Anche su Il Sole si sottolinea come Rossi non abbia retto alla pressione degli ultimi mesi e come non fosse un uomo di potere.
E poi
Su La Repubblica una analisi di Moises Naim è dedicata alla figura di Chavez e più esattamente agli aspetti positivi e a quelli negativi che compongono il suo lascito. L’aspetto positivo è l’aver dichiarato guerra alla “coesistenza pacifica del Venezuela con la povertà, la disuguaglianza e l’esclusione sociale”, oltre all’aver “messo fine a decenni di indifferenza e apatia verso un sistema dominato da partiti politici ormai corrotti”. Il lascito negativo è che dopo 14 anni al potere, Chavez non si lascia dietro una economia più forte o una economia più prospera.

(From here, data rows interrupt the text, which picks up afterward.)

//! Resource enumeration.
//!
//! The ledger's mint events are the primary index. Ledgers without an
//! event index are enumerated by scanning sequential ids, bounded by an
//! explicit [`ScanConfig`].

use serde::{Deserialize, Serialize};
use tracing::debug;

use bayanat_core::{ActorId, ResourceId, Visibility};

use crate::client::LedgerClient;
use crate::error::{LedgerError, Result};
use crate::traits::LedgerBackend;
use crate::types::Resource;

/// Bounds for the sequential-id scan.
#[derive(Debug, Clone, Copy, PartialEq, Eq, Serialize, Deserialize)]
pub struct ScanConfig {
    /// First id probed.
    pub start: u64,
    /// Last id probed (inclusive).
    pub max_id: u64,
    /// Stop after this many consecutive missing ids.
    pub miss_limit: u32,
}

impl Default for ScanConfig {
    fn default() -> Self {
        Self {
            start: 1,
            max_id: 1_000,
            miss_limit: 5,
        }
    }
}

/// How resource ids are discovered.
#[derive(Debug, Clone, Copy, Default, PartialEq, Eq, Serialize, Deserialize)]
pub enum Enumeration {
    /// Read the ledger's mint event index.
    #[default]
    EventIndex,
    /// Probe ids one by one.
    Scan(ScanConfig),
}

/// Lists resources known to a ledger.
pub struct ResourceIndex<B> {
    client: LedgerClient<B>,
    enumeration: Enumeration,
}

impl<B: LedgerBackend> ResourceIndex<B> {
    /// Create an index over the given client.
    pub fn new(client: LedgerClient<B>, enumeration: Enumeration) -> Self {
        Self {
            client,
            enumeration,
        }
    }

    /// Every resource the enumeration strategy finds, in id order.
    pub async fn all(&self) -> Result<Vec<Resource>> {
        match self.enumeration {
            Enumeration::EventIndex => {
                let ids = self.client.minted_resources().await?;
                let mut resources = Vec::with_capacity(ids.len());
                for id in &ids {
                    resources.push(self.client.query_resource(id).await?);
                }
                Ok(resources)
            }
            Enumeration::Scan(config) => self.scan(config).await,
        }
    }

    /// Public, locked resources: the marketplace listing.
    pub async fn locked(&self) -> Result<Vec<Resource>> {
        Ok(self
            .all()
            .await?
            .into_iter()
            .filter(|r| r.is_locked() && r.visibility == Visibility::Public)
            .collect())
    }

    /// Resources owned by `owner`, private ones included.
    pub async fn owned_by(&self, owner: &ActorId) -> Result<Vec<Resource>> {
        Ok(self
            .all()
            .await?
            .into_iter()
            .filter(|r| &r.owner == owner)
            .collect())
    }

    async fn scan(&self, config: ScanConfig) -> Result<Vec<Resource>> {
        let mut found = Vec::new();
        let mut misses = 0u32;

        for n in config.start..=config.max_id {
            match self.client.query_resource(&ResourceId::from(n)).await {
                Ok(resource) => {
                    misses = 0;
                    found.push(resource);
                }
                Err(LedgerError::ResourceNotFound(_)) => {
                    misses += 1;
                    if misses >= config.miss_limit {
                        debug!(last_probed = n, misses, "scan stopped on consecutive misses");
                        break;
                    }
                }
                Err(e) => return Err(e),
            }
        }

        Ok(found)
    }
}

#[cfg(test)]
mod tests {
    use super::*;
    use std::sync::Arc;

    use bayanat_core::{Amount, LedgerAddress};
    use bytes::Bytes;

    use crate::memory::MemoryLedger;
    use crate::types::{MintParams, RawStorageInfo};

    fn actor(s: &str) -> ActorId {
        ActorId::parse(s).unwrap()
    }

    fn storage() -> RawStorageInfo {
        RawStorageInfo {
            encrypted_reference: Bytes::from_static(b"c"),
            data_hash: Bytes::from(vec![1u8; 32]),
            metadata: Default::default(),
        }
    }

    /// Mints five resources: 1 and 2 locked public, 3 locked private,
    /// 4 unlocked, 5 locked public by another owner.
    async fn populated() -> LedgerClient<MemoryLedger> {
        let backend = Arc::new(MemoryLedger::new(LedgerAddress::from_bytes([1; 20])));
        let alice = actor("0xa");
        let bob = actor("0xb");

        for (owner, visibility, lock) in [
            (&alice, Visibility::Public, true),
            (&alice, Visibility::Public, true),
            (&alice, Visibility::Private, true),
            (&alice, Visibility::Public, false),
            (&bob, Visibility::Public, true),
        ] {
            let id = backend
                .mint(owner, &MintParams::new("d", Amount::ZERO).with_visibility(visibility))
                .await
                .unwrap();
            if lock {
                backend.lock(owner, &id, &storage()).await.unwrap();
            }
        }

        LedgerClient::new(backend)
    }

    fn ids(resources: &[Resource]) -> Vec<&str> {
        resources.iter().map(|r| r.id.as_str()).collect()
    }

    #[tokio::test]
    async fn test_event_index_listing() {
        let index = ResourceIndex::new(populated().await, Enumeration::EventIndex);
        assert_eq!(ids(&index.locked().await.unwrap()), vec!["1", "2", "5"]);
        assert_eq!(
            ids(&index.owned_by(&actor("0xa")).await.unwrap()),
            vec!["1", "2", "3", "4"]
        );
    }

    #[tokio::test]
    async fn test_scan_matches_event_index() {
        let client = populated().await;
        let scan = ResourceIndex::new(client.clone(), Enumeration::Scan(ScanConfig::default()));
        let events = ResourceIndex::new(client, Enumeration::EventIndex);
        assert_eq!(scan.all().await.unwrap(), events.all().await.unwrap());
    }

    #[tokio::test]
    async fn test_scan_respects_bounds() {
        let client = populated().await;

        let capped = ResourceIndex::new(
            client.clone(),
            Enumeration::Scan(ScanConfig {
                start: 2,
                max_id: 3,
                miss_limit: 5,
            }),
        );
        assert_eq!(ids(&capped.all().await.unwrap()), vec!["2", "3"]);

        let index = ResourceIndex::new(
            client,
            Enumeration::Scan(ScanConfig {
                start: 6,
                max_id: u64::MAX,
                miss_limit: 3,
            }),
        );
        assert!(index.all().await.unwrap().is_empty());
    }
}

E’ il rappresentate di quelli che i politologi definiscono “regimi autoritari competitivi”, dove i leader conqusitano il potere attraverso elezioni democratiche e poi modificano la Costituzione e le altre leggi per limitare controlli e contrappesi al potere esecutivo. L’altra cattiva e paradossale eredità di Chavez è una “economia a soqquadro”. Il Venezuela ha un disavanzo di bilancio e un tasso di inflazione tra i più alti al mondo, una delle crescite più rapide del debito pubblico, uno dei tracolli più drammatici della capacità produttiva, inclusa quella del fondamentale settore produttivo.
Una corrispondenza de La Stampa da New York racconta i timori di Obama per il petrolio: a preoccupare Washington sono le ricadute che la morte di Chavez potrebbe avere sul mercato petrolifero. Gli Usa sono il quarto importatore di greggio da Caracas.